The URI requested by the client is longer than the server is willing to interpret. This can occur when a client has mistakenly converted a POST request to a GET with long query parameters.

Unsupported Media Type

The server refuses the request because the payload format is not supported. For example, sending XML when the API only accepts JSON, or using an unsupported Content-Encoding.

Range Not Satisfiable

The range specified in the Range header of the request cannot be fulfilled. The range may be outside the size of the target resource's data.

I'm a Teapot

An April Fools' joke from RFC 2324 (Hyper Text Coffee Pot Control Protocol). The server refuses to brew coffee because it is, permanently, a teapot. Not expected to be implemented by actual servers.

Unprocessable Content

The server understands the content type and syntax of the request, but it was unable to process the contained instructions. Common in REST APIs when validation fails on otherwise well-formed input.

Locked

The resource that is being accessed is locked. This is a WebDAV-specific status code indicating the source or destination resource is currently locked.

Too Early

The server is unwilling to risk processing a request that might be replayed. Used with TLS Early Data (0-RTT) to prevent replay attacks against the server.

Upgrade Required

The server refuses to perform the request using the current protocol. The client must switch to a different protocol specified in the Upgrade header (e.g., upgrading to TLS).

Precondition Required

The server requires the request to be conditional (include headers like If-Match). This prevents the lost update problem where a client GETs a resource, modifies it, and PUTs it back while another client has also modified it.

Too Many Requests

The user has sent too many requests in a given amount of time (rate limiting). The response should include a Retry-After header indicating how long to wait before making a new request.

Request Header Fields Too Large

The server is unwilling to process the request because its header fields are too large. This can occur with excessively large cookies or tokens. Reduce the size of request headers and retry.

Unavailable For Legal Reasons

The resource is unavailable due to legal demands such as government censorship or court-ordered takedowns. Named after the novel Fahrenheit 451. The response should include a reference to the legal authority.

Internal Server Error

The server encountered an unexpected condition that prevented it from fulfilling the request. This is a generic catch-all error when no more specific 5xx code is appropriate.

Not Implemented

The server does not support the functionality required to fulfill the request. This is the appropriate response when the server does not recognize the request method.

Bad Gateway

The server, while acting as a gateway or proxy, received an invalid response from the upstream server it accessed in attempting to fulfill the request.

Service Unavailable

The server is not ready to handle the request. Common causes include a server that is down for maintenance or overloaded. A Retry-After header may indicate when to try again.

Gateway Timeout

The server, while acting as a gateway or proxy, did not receive a timely response from the upstream server. This often indicates network issues between servers or a slow backend service.

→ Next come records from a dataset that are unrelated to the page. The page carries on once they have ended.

use bacwire_core::encoding::encode::Encode;
use bacwire_core::npdu::Npdu;
use std::fs;
use std::path::{Path, PathBuf};

fn workspace_root() -> PathBuf {
    Path::new(env!("CARGO_MANIFEST_DIR"))
        .join("../..")
        .canonicalize()
        .expect("workspace root should be resolvable")
}

fn parse_hex_fixture(path: &Path) -> Vec<u8> {
    let content = fs::read_to_string(path).expect("fixture must be readable");
    let mut out = Vec::new();
    for line in content.lines() {
        let trimmed = line.trim();
        if trimmed.is_empty() || trimmed.starts_with('#') {
            continue;
        }
        for token in trimmed.split_whitespace() {
            let byte = u8::from_str_radix(token, 16)
                .unwrap_or_else(|_| panic!("invalid hex token '{token}' in {}", path.display()));
            out.push(byte);
        }
    }
    out
}

#[test]
fn golden_npdu_fixtures_decode_and_reencode() {
    let fixture_dir = workspace_root().join("fixtures/golden/npdu");
    let mut fixture_files = fs::read_dir(&fixture_dir)
        .expect("fixtures directory should exist")
        .filter_map(Result::ok)
        .map(|entry| entry.path())
        .filter(|p| p.extension().is_some_and(|ext| ext == "hex"))
        .collect::<Vec<_>>();
    fixture_files.sort();
    assert!(
        !fixture_files.is_empty(),
        "expected at least one corpus fixture in {}",
        fixture_dir.display()
    );

    for fixture in fixture_files {
        let bytes = parse_hex_fixture(&fixture);
        let npdu = Npdu::from_bytes(&bytes).unwrap_or_else(|e| {
            panic!(
                "fixture {} failed NPDU decode with error {e:?}",
                fixture.display()
            )
        });
        assert_eq!(
            npdu.bit_len(),
            bytes.len() * 8,
            "fixture {} length mismatch",
            fixture.display()
        );
        assert_eq!(
            npdu.to_bytes().unwrap(),
            bytes,
            "fixture {} did not re-encode to the same bytes",
            fixture.display()
        );
    }
}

HTTP Version Not Supported

The server does not support the HTTP protocol version used in the request. The server should indicate which protocols it supports in the response.

Insufficient Storage

The server is unable to store the representation needed to complete the request. This is a WebDAV-specific status code indicating the server has run out of disk space or quota.

Loop Detected

The server detected an infinite loop while processing the request. This occurs in WebDAV when a request causes a binding loop on the server.

Network Authentication Required

The client needs to authenticate to gain network access. This is typically sent by captive portals (e.g., Wi-Fi hotspot login pages) intercepting traffic before granting internet access.